John the Baptist called Israel to repentance in the light of coming judgment. His new type of baptism symbolized what he explicitly proclaims, that this judgment threatened the ‘children of Abraham’ themselves, whose deed had not matched up to their privileged status. And Matthew takes care to show Jesus’ ministry as in direct succession to that of John, as the bringer of ‘Holy Spirit and fire,’ the one who is to implement the judgment.” [1]

In the early church, the opposite of circumcision was not baptism but uncircumcision, the Jew-Gentile division. Baptism—credo-baptism– wiped them both out by slaying them and resurrecting them both as something new.
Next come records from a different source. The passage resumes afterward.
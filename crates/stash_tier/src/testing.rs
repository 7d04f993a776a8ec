// Copyright (c) Microsoft Corporation.
// Licensed under the MIT License.

//! Mock tier implementation for testing.
//!
//! This module provides `MockTier`, a configurable in-memory tier that
//! records all operations and supports failure injection for testing error paths.

use std::{collections::HashMap, sync::Arc};

use parking_lot::Mutex;

use crate::{CacheRecord, CacheTier, Error, TierStats, tier::MAX_KEY_LIST};

/// Recorded tier operation with full context.
#[derive(Debug, Clone, PartialEq, Eq)]
pub enum TierOp {
    /// A get operation was performed with the given key.
    Get(String),
    /// A batched get operation was performed with the given keys.
    GetMany(Vec<String>),
    /// A key enumeration was performed with the given pattern.
    Keys(String),
    /// An insert operation was performed with the given record.
    Insert {
        /// The record that was upserted.
        record: CacheRecord,
    },
    /// An invalidate operation was performed with the given key.
    Invalidate(String),
    /// A clear operation was performed.
    Clear,
    /// A statistics snapshot was requested.
    Stats,
}

type FailPredicate = Box<dyn Fn(&TierOp) -> bool + Send + Sync>;

/// A configurable mock tier for testing.
///
/// This tier stores records in memory and can be configured to fail
/// operations on demand, making it useful for testing error handling paths.
/// All operations are recorded for later verification. Key enumeration
/// honors the same wildcard and [`MAX_KEY_LIST`] semantics as real backends,
/// so contract-level tests observe accurate behavior.
///
/// # Examples
///
/// ```no_run
/// use chrono::Utc;
/// use stash_tier::{CacheRecord, CacheTier, testing::{MockTier, TierOp}};
///
/// # async fn example() {
/// let tier = MockTier::new();
/// let record = CacheRecord::new("key", b"v".to_vec(), Utc::now());
///
/// // Insert and retrieve
/// tier.insert(&record).await.unwrap();
/// let found = tier.get("key").await.unwrap();
/// assert_eq!(found.unwrap().payload(), b"v");
///
/// // Verify operations
/// assert_eq!(tier.operations(), vec![
///     TierOp::Insert { record },
///     TierOp::Get("key".to_string()),
/// ]);
/// # }
/// ```
///
/// # Failure Injection
///
/// ```no_run
/// use stash_tier::{CacheTier, testing::{MockTier, TierOp}};
///
/// # async fn example() {
/// let tier = MockTier::new();
///
/// // Fail all get operations
/// tier.fail_when(|op| matches!(op, TierOp::Get(_)));
/// assert!(tier.get("key").await.is_err());
///
/// // Fail only specific keys
/// tier.fail_when(|op| matches!(op, TierOp::Get(k) if k == "forbidden"));
/// assert!(tier.get("forbidden").await.is_err());
/// assert!(tier.get("allowed").await.is_ok());
/// # }
/// ```
#[derive(Default)]
pub struct MockTier {
    data: Arc<Mutex<HashMap<String, CacheRecord>>>,
    operations: Arc<Mutex<Vec<TierOp>>>,
    fail_when: Arc<Mutex<Option<FailPredicate>>>,
}

impl std::fmt::Debug for MockTier {
    fn fmt(&self, f: &mut std::fmt::Formatter<'_>) -> std::fmt::Result {
        f.debug_struct("MockTier")
            .field("data", &self.data)
            .field("operations", &self.operations)
            .field("fail_when", &self.fail_when.lock().is_some())
            .finish()
    }
}

impl Clone for MockTier {
    fn clone(&self) -> Self {
        Self {
            data: Arc::clone(&self.data),
            operations: Arc::clone(&self.operations),
            fail_when: Arc::clone(&self.fail_when),
        }
    }
}

impl MockTier {
    /// Creates a new empty mock tier.
    #[must_use]
    pub fn new() -> Self {
        Self::default()
    }

    /// Creates a mock tier with pre-populated records.
    #[must_use]
    pub fn with_data(records: impl IntoIterator<Item = CacheRecord>) -> Self {
        let data = records
            .into_iter()
            .map(|record| (record.key().to_string(), record))
            .collect();
        Self {
            data: Arc::new(Mutex::new(data)),
            operations: Arc::new(Mutex::new(Vec::new())),
            fail_when: Arc::new(Mutex::new(None)),
        }
    }

    /// Returns the number of records in the tier.
    #[must_use]
    pub fn entry_count(&self) -> usize {
        self.data.lock().len()
    }

    /// Returns true if the tier contains the given key.
    #[must_use]
    pub fn contains_key(&self, key: &str) -> bool {
        self.data.lock().contains_key(key)
    }

    /// Sets a predicate that determines when operations should fail.
    ///
    /// The predicate receives the operation and returns `true` if it should fail.
    ///
    /// # Examples
    ///
    /// ```
    /// use stash_tier::testing::{MockTier, TierOp};
    ///
    /// let tier = MockTier::new();
    ///
    /// // Fail all operations
    /// tier.fail_when(|_| true);
    ///
    /// // Fail only clears
    /// tier.fail_when(|op| matches!(op, TierOp::Clear));
    ///
    /// // Fail gets for a specific key
    /// tier.fail_when(|op| matches!(op, TierOp::Get(k) if k == "bad_key"));
    /// ```
    pub fn fail_when<F>(&self, predicate: F)
    where
        F: Fn(&TierOp) -> bool + Send + Sync + 'static,
    {
        *self.fail_when.lock() = Some(Box::new(predicate));
    }

    /// Clears the failure predicate, allowing all operations to succeed.
    pub fn clear_failures(&self) {
        *self.fail_when.lock() = None;
    }

    /// Returns a clone of all recorded operations.
    #[must_use]
    pub fn operations(&self) -> Vec<TierOp> {
        self.operations.lock().clone()
    }

    /// Clears all recorded operations.
    pub fn clear_operations(&self) {
        self.operations.lock().clear();
    }

    fn record(&self, op: TierOp) {
        self.operations.lock().push(op);
    }

    fn should_fail(&self, op: &TierOp) -> bool {
        self.fail_when.lock().as_ref().is_some_and(|predicate| predicate(op))
    }
}

/// Unanchored wildcard match: `*` matches any run of characters, every other
/// character matches literally, anywhere in the candidate.
fn wildcard_matches(pattern: &str, candidate: &str) -> bool {
    let mut position = 0;
    for segment in pattern.split('*') {
        match candidate[position..].find(segment) {
            Some(offset) => position += offset + segment.len(),
            None => return false,
        }
    }
    true
}

impl CacheTier for MockTier {
    async fn get(&self, key: &str) -> Result<Option<CacheRecord>, Error> {
        let op = TierOp::Get(key.to_string());
        if self.should_fail(&op) {
            self.record(op);
            return Err(Error::unavailable("mock: get failed"));
        }
        self.record(op);
        Ok(self.data.lock().get(key).cloned())
    }

    async fn get_many(&self, keys: &[&str]) -> Result<HashMap<String, CacheRecord>, Error> {
        let op = TierOp::GetMany(keys.iter().map(ToString::to_string).collect());
        if self.should_fail(&op) {
            self.record(op);
            return Err(Error::unavailable("mock: get_many failed"));
        }
        self.record(op);
        let data = self.data.lock();
        Ok(keys
            .iter()
            .filter_map(|key| data.get(*key).map(|record| ((*key).to_string(), record.clone())))
            .collect())
    }

    async fn keys(&self, pattern: &str) -> Result<Vec<String>, Error> {
        let op = TierOp::Keys(pattern.to_string());
        if self.should_fail(&op) {
            self.record(op);
            return Err(Error::unavailable("mock: keys failed"));
        }
        self.record(op);
        // Sorted for determinism; real backends return store order.
        let mut keys: Vec<String> = self
            .data
            .lock()
            .keys()
            .filter(|key| pattern.is_empty() || wildcard_matches(pattern, key))
            .cloned()
            .collect();
        keys.sort_unstable();
        keys.truncate(MAX_KEY_LIST);
        Ok(keys)
    }

    async fn insert(&self, record: &CacheRecord) -> Result<bool, Error> {
        let op = TierOp::Insert {
            record: record.clone(),
        };
        if self.should_fail(&op) {
            self.record(op);
            return Err(Error::write("mock: insert failed"));
        }
        self.record(op);
        self.data.lock().insert(record.key().to_string(), record.clone());
        Ok(true)
    }

    async fn invalidate(&self, key: &str) -> Result<bool, Error> {
        let op = TierOp::Invalidate(key.to_string());
        if self.should_fail(&op) {
            self.record(op);
            return Err(Error::write("mock: invalidate failed"));
        }
        self.record(op);
        self.data.lock().remove(key);
        Ok(true)
    }

    async fn clear(&self) -> Result<bool, Error> {
        let op = TierOp::Clear;
        if self.should_fail(&op) {
            self.record(op);
            return Err(Error::write("mock: clear failed"));
        }
        self.record(op);
        self.data.lock().clear();
        Ok(true)
    }

    async fn stats(&self) -> Result<TierStats, Error> {
        let op = TierOp::Stats;
        if self.should_fail(&op) {
            self.record(op);
            return Err(Error::stats("mock: stats failed"));
        }
        self.record(op);
        let data = self.data.lock();
        let size: u64 = data.values().map(|record| record.payload().len() as u64).sum();
        let raw = serde_json::json!({ "entry_count": data.len() });
        Ok(TierStats::new("mock tier", size, raw))
    }

    fn len(&self) -> Option<u64> {
        Some(self.data.lock().len() as u64)
    }
}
CIRCUMCISION     >           BAPTISM            <     UNCIRCUMCISION

But there is still a division, isn’t there? Circumcision or uncircumcision became nothing for those who believed. Those outside are those who do not believe. To baptize infants is to misinterpret baptism as simply an update to the Mosaic division. [2]

To go back to Covenant “business as usual,” we have to treat baptism as circumcision, that is, it has nothing to do with the final status of a Covenant member. Circumcision had nothing to do with the final status of the Covenant member. But that is not how baptism is presented in the New Testament. Baptism is very clearly presented as an expression of the final status of the Covenant member. It pictures for the true saint not the beginning of salvation but the end.

Some argue that we don’t know whether a church member is a sheep or a goat until the final day. Yes, there was, and is, further threshing to be done, but the requirement for baptism was not birth but rebirth, that is, Pentecost. Baptism brings the first birth to an end.

We cannot be certain about regeneration when it comes to individuals, (their own personal standing on the final day) but we can be very certain about what baptism is intended to mean for each individual by what baptism means in the big historical picture.

Baptism actually brought Israel’s historical Day of Atonement to an end [3] and began the world’s Day of Atonement (the Laver, this age of baptism) [4]. Baptism is actually all about the final day, with the Church called to discern, as closely as possible, the spirits within men. This age is the final day, and to use baptism to denote only “Christian hopefuls” rather than actual regenerates is to treat it as simply a co-ed version of circumcision. It is not. Baptism exterminates every human demarcation, beginning with circumcision and uncircumcision. It is only for those who have legally and willingly “departed” this life for a better one. What baptism was for all Israel, and is for the Christian Church as a whole, must be replicated in the baptism of individual Christians. In circumcision, Adam was Divided. In baptism, Adam is Conquered.

So, this is the age that divides the whole world. It began with Israel, ripping Judah in two, Veil to Temple (30 to 70), and it continues today. To use baptism in any other way is to misrepresent the “ripping,” harvesting results of the Gospel and confuse it with the planting work of the Gospel. It is to say, “Jesus has gone, and taken his sickle with him. Phew! Back to (Old Covenant) business as usual.”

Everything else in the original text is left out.